MSU’s coal use affects well-being
Students and young people have been at the forefront of every major social justice movement in recent history — and now we are leading the fight for clean energy. Thanks to student efforts, 16 universities across the country have committed to move beyond coal — a dangerous, outdated energy source.
MSU has the responsibility to join five other Big Ten schools (University of Wisconsin-Madison, University of Illinois at Urbana-Champaign, Penn State University, Purdue University and Ohio State University) and lead the nation by retiring the largest on-campus coal plant in the United States.
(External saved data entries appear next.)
impl<'a> DwarfIngest<'a>
{
    fn entries(&mut self, unit_index: usize) -> Result<()>
    {
        let units = self.units;
        let unit = &units[unit_index];
        let mut tree = unit
            .entries_tree(None)
            .map_err(|err| map_dwarf_error("reading DIE tree", err))?;
        let root = tree.root().map_err(|err| map_dwarf_error("reading DIE tree root", err))?;
        self.entry_node(unit_index, unit, root, None, None)
    }

    fn entry_node(
        &mut self,
        unit_index: usize,
        unit: &Unit<OwnedReader>,
        node: EntriesTreeNode<'_, '_, '_, OwnedReader>,
        parent: Option<EntryKey>,
        outer_scope: Option<EntryKey>,
    ) -> Result<()>
    {
        let die = node.entry();
        let key = entry_key(unit_index, die.offset())?;
        let mut entry = DebugInfoEntry::new(key, parent, die.tag()).with_outer_scope(outer_scope);
        let mut high_pc_offset = None;

        let mut attrs = die.attrs();
        while let Some(attr) = attrs
            .next()
            .map_err(|err| map_dwarf_error("reading DIE attributes", err))?
        {
            match attr.name() {
                constants::DW_AT_high_pc => match attr.value() {
                    DwarfValue::Addr(address) => {
                        entry.set_attribute(constants::DW_AT_high_pc, AttributeValue::Unsigned(address));
                    }
                    DwarfValue::DebugAddrIndex(index) => {
                        let address = self
                            .dwarf
                            .address(unit, index)
                            .map_err(|err| map_dwarf_error("resolving DW_AT_high_pc", err))?;
                        entry.set_attribute(constants::DW_AT_high_pc, AttributeValue::Unsigned(address));
                    }
                    _ => high_pc_offset = attr.udata_value(),
                },
                constants::DW_AT_ranges => self.ranges(unit, key, outer_scope, attr.value())?,
                name => {
                    if let Some(value) = self.attribute_value(unit_index, unit, name, attr.value())? {
                        entry.set_attribute(name, value);
                    }
                }
            }
        }

        if let (Some(offset), Some(low)) = (high_pc_offset, entry.low_pc()) {
            entry.set_attribute(constants::DW_AT_high_pc, AttributeValue::Unsigned(low.wrapping_add(offset)));
        }

        if entry.is_scope() {
            self.scope_transitions(&entry);
        }
        let child_scope = if entry.is_scope() { Some(key) } else { outer_scope };
        self.builder.add_entry(entry);

        let mut children = node.children();
        while let Some(child) = children
            .next()
            .map_err(|err| map_dwarf_error("reading DIE children", err))?
        {
            self.entry_node(unit_index, unit, child, Some(key), child_scope)?;
        }
        Ok(())
    }

    /// A scope owns `[low_pc, high_pc)`. A child that starts where its parent
    /// starts replaces the parent's transition (children are visited after
    /// their parent); an end transition never replaces one already recorded,
    /// so a parent that ends where its child ends keeps the parent's end.
    fn scope_transitions(&mut self, entry: &DebugInfoEntry)
    {
        let (Some(low), Some(high)) = (entry.low_pc(), entry.high_pc()) else {
            return;
        };
        if high <= low {
            return;
        }
        self.scope_range(entry.key, entry.outer_scope, low, high);
    }

    fn scope_range(&mut self, key: EntryKey, outer_scope: Option<EntryKey>, low: u64, high: u64)
    {
        trace!(%key, low, high, "scope transition");
        self.builder.add_scope_transition(low, Some(key));
        if self.builder.scope_transition(high).is_none() {
            self.builder.add_scope_transition(high, outer_scope);
        }
    }

    fn ranges(
        &mut self,
        unit: &Unit<OwnedReader>,
        owner: EntryKey,
        outer_scope: Option<EntryKey>,
        value: DwarfValue<OwnedReader>,
    ) -> Result<()>
    {
        let Some(offset) = self
            .dwarf
            .attr_ranges_offset(unit, value)
            .map_err(|err| map_dwarf_error("reading DW_AT_ranges", err))?
        else {
            return Ok(());
        };

        let base = unit.low_pc;
        let mut ranges = self
            .dwarf
            .ranges(unit, offset)
            .map_err(|err| map_dwarf_error("reading range list", err))?;
        while let Some(range) = ranges
            .next()
            .map_err(|err| map_dwarf_error("reading range list entry", err))?
        {
            if range.end <= range.begin {
                continue;
            }
            let base = if range.begin >= base { base } else { 0 };
            self.builder.add_range_list_entry(RangeListEntry {
                owner,
                base,
                low: range.begin - base,
                high: range.end - base,
            });
            self.scope_range(owner, outer_scope, range.begin, range.end);
        }
        Ok(())
    }

    fn attribute_value(
        &mut self,
        unit_index: usize,
        unit: &Unit<OwnedReader>,
        name: gimli::DwAt,
        value: DwarfValue<OwnedReader>,
    ) -> Result<Option<AttributeValue>>
    {
        let converted = match value {
            DwarfValue::Addr(address) => AttributeValue::Unsigned(address),
            DwarfValue::DebugAddrIndex(index) => AttributeValue::Unsigned(
                self.dwarf
                    .address(unit, index)
                    .map_err(|err| map_dwarf_error("resolving address index", err))?,
            ),
            DwarfValue::Udata(value) | DwarfValue::Data8(value) => AttributeValue::Unsigned(value),
            DwarfValue::Data1(value) => AttributeValue::Unsigned(value.into()),
            DwarfValue::Data2(value) => AttributeValue::Unsigned(value.into()),
            DwarfValue::Data4(value) => AttributeValue::Unsigned(value.into()),
            DwarfValue::Sdata(value) => AttributeValue::Signed(value),
            DwarfValue::Flag(flag) => AttributeValue::Flag(flag),
            DwarfValue::Exprloc(expression) => AttributeValue::Bytes(owned_bytes(&expression.0)?),
            DwarfValue::Block(block) => AttributeValue::Bytes(owned_bytes(&block)?),
            DwarfValue::UnitRef(offset) => AttributeValue::Reference(entry_key(unit_index, offset)?),
            DwarfValue::DebugInfoRef(offset) => {
                let target = UnitSectionOffset::from(offset);
                let Some((target_index, target_offset)) = self
                    .units
                    .iter()
                    .enumerate()
                    .find_map(|(index, candidate)| target.to_unit_offset(candidate).map(|offset| (index, offset)))
                else {
                    trace!(?offset, "dropping reference outside every unit");
                    return Ok(None);
                };
                AttributeValue::Reference(entry_key(target_index, target_offset)?)
            }
            DwarfValue::String(_)
            | DwarfValue::DebugStrRef(_)
            | DwarfValue::DebugStrRefSup(_)
            | DwarfValue::DebugLineStrRef(_)
            | DwarfValue::DebugStrOffsetsIndex(_) => AttributeValue::String(self.string(unit, value)?),
            DwarfValue::SecOffset(_) | DwarfValue::LocationListsRef(_) | DwarfValue::DebugLocListsIndex(_)
                if matches!(name, constants::DW_AT_location | constants::DW_AT_frame_base) =>
            {
                let Some(offset) = self
                    .dwarf
                    .attr_locations_offset(unit, value)
                    .map_err(|err| map_dwarf_error("reading location list offset", err))?
                else {
                    return Ok(None);
                };
                self.loc_list(unit, offset)?;
                AttributeValue::LocationList(offset.0 as u64)
            }
            other => match other.udata_value() {
                Some(value) => AttributeValue::Unsigned(value),
                None => {
                    trace!(attribute = %name, "skipping attribute form");
                    return Ok(None);
                }
            },
        };
        Ok(Some(converted))
    }

    fn loc_list(&mut self, unit: &Unit<OwnedReader>, offset: gimli::LocationListsOffset<usize>) -> Result<()>
    {
        let key = offset.0 as u64;
        if self.builder.has_loc_list(key) {
            return Ok(());
        }
        let mut locations = self
            .dwarf
            .locations(unit, offset)
            .map_err(|err| map_dwarf_error("reading location list", err))?;
        while let Some(location) = locations
            .next()
            .map_err(|err| map_dwarf_error("reading location list entry", err))?
        {
            self.builder.add_loc_list_entry(
                key,
                LocListEntry {
                    start: location.range.begin,
                    end: location.range.end,
                    expression: owned_bytes(&location.data.0)?,
                },
            );
        }
        Ok(())
    }

    fn string(&self, unit: &Unit<OwnedReader>, value: DwarfValue<OwnedReader>) -> Result<String>
    {
        let reader = self
            .dwarf
            .attr_string(unit, value)
            .map_err(|err| map_dwarf_error("resolving DWARF string", err))?;
        let text = reader
            .to_string_lossy()
            .map_err(|err| map_dwarf_error("decoding DWARF string", err))?;
        Ok(text.into_owned())
    }

    fn line_program(&mut self, unit_index: usize) -> Result<()>
    {
        let units = self.units;
        let unit = &units[unit_index];
        let Some(program) = unit.line_program.clone() else {
            return Ok(());
        };
        let unit_id = unit_index_u32(unit_index)?;

        let header = program.header();
        let comp_dir = match &unit.comp_dir {
            Some(dir) => dir
                .to_string_lossy()
                .map_err(|err| map_dwarf_error("decoding DW_AT_comp_dir", err))?
                .into_owned(),
            None => String::new(),
        };
        let first_index = if header.version() >= 5 { 0 } else { 1 };
        let mut known_files = HashSet::new();
        for (position, file) in header.file_names().iter().enumerate() {
            let index = u32::try_from(position + first_index)
                .map_err(|_| DebuggerError::MalformedDwarf("line table has too many files".into()))?;
            let name = self.string(unit, file.path_name())?;
            let directory = match file.directory(header) {
                Some(dir) => {
                    let dir = self.string(unit, dir)?;
                    if Path::new(&dir).is_absolute() || comp_dir.is_empty() {
                        dir
                    } else {
                        Path::new(&comp_dir).join(dir).to_string_lossy().into_owned()
                    }
                }
                None => comp_dir.clone(),
            };
            let key = FileKey::from_parts(unit_id, index);
            self.builder.add_file(key, name, directory);
            known_files.insert(key);
        }

        let mut rows = program.rows();
        let mut spans = RowSpans::default();
        while let Some((_, row)) = rows
            .next_row()
            .map_err(|err| map_dwarf_error("running line program", err))?
        {
            let line = row.line().map_or(0, |line| u32::try_from(line.get()).unwrap_or(u32::MAX));
            let file = u32::try_from(row.file_index())
                .map(|index| FileKey::from_parts(unit_id, index))
                .ok()
                .filter(|key| known_files.contains(key));
            let column = match row.column() {
                gimli::ColumnType::LeftEdge => 0,
                gimli::ColumnType::Column(column) => u32::try_from(column.get()).unwrap_or(u32::MAX),
            };
            let next = match (file, row.end_sequence()) {
                (Some(file), false) if line != 0 => Some(SourceLocation {
                    start: row.address(),
                    length: 0,
                    file,
                    line,
                    column,
                }),
                _ => None,
            };
            if let Some(location) = spans.push(row.address(), next, row.end_sequence()) {
                self.builder.add_location(location);
            }
        }
        Ok(())
    }
}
Last Friday, MSU President Lou Anna K. Simon released a statement on MSU’s energy transition plan in which she wrote about doing the “right thing” regarding MSU’s energy future. Unfortunately, “doing the right thing” included belittling the 8,000 students who have come out in opposition to burning an energy source that continues to poison the Spartan community.
Everyone who is against something is for something. I am against burning more than 200,000 tons of coal on campus every year because I am for a truly sustainable clean energy future powered by wind, solar and geothermal sources.
I am against releasing mercury, arsenic, lead and selenium into the air within a 600-mile radius of the TB Simon coal plant because I am for a healthy community that doesn’t worry about the 37 deaths that occur annually in Ingham County as a direct result of coal pollution, according to the Clean Air Task Force.
President Simon has the power to make history in moving MSU beyond dirty, dangerous coal to 100 percent clean energy solutions.
Students already are driving the movement to build a strong 21st century economy that creates jobs and protects public health. MSU can move to 100 percent clean energy solutions like wind, solar and geothermal, to become a true leader in the nation. The alternatives exist; this is not a technological issue, it is a matter of political will.
We are at a cusp, we are at an edge, at a boundary, at a cliff. The story of our generation is to either fall or fly.
The question that remains is this: will President Simon let us fall? Or will she write a legacy by pushing MSU to fly towards a healthy clean energy future?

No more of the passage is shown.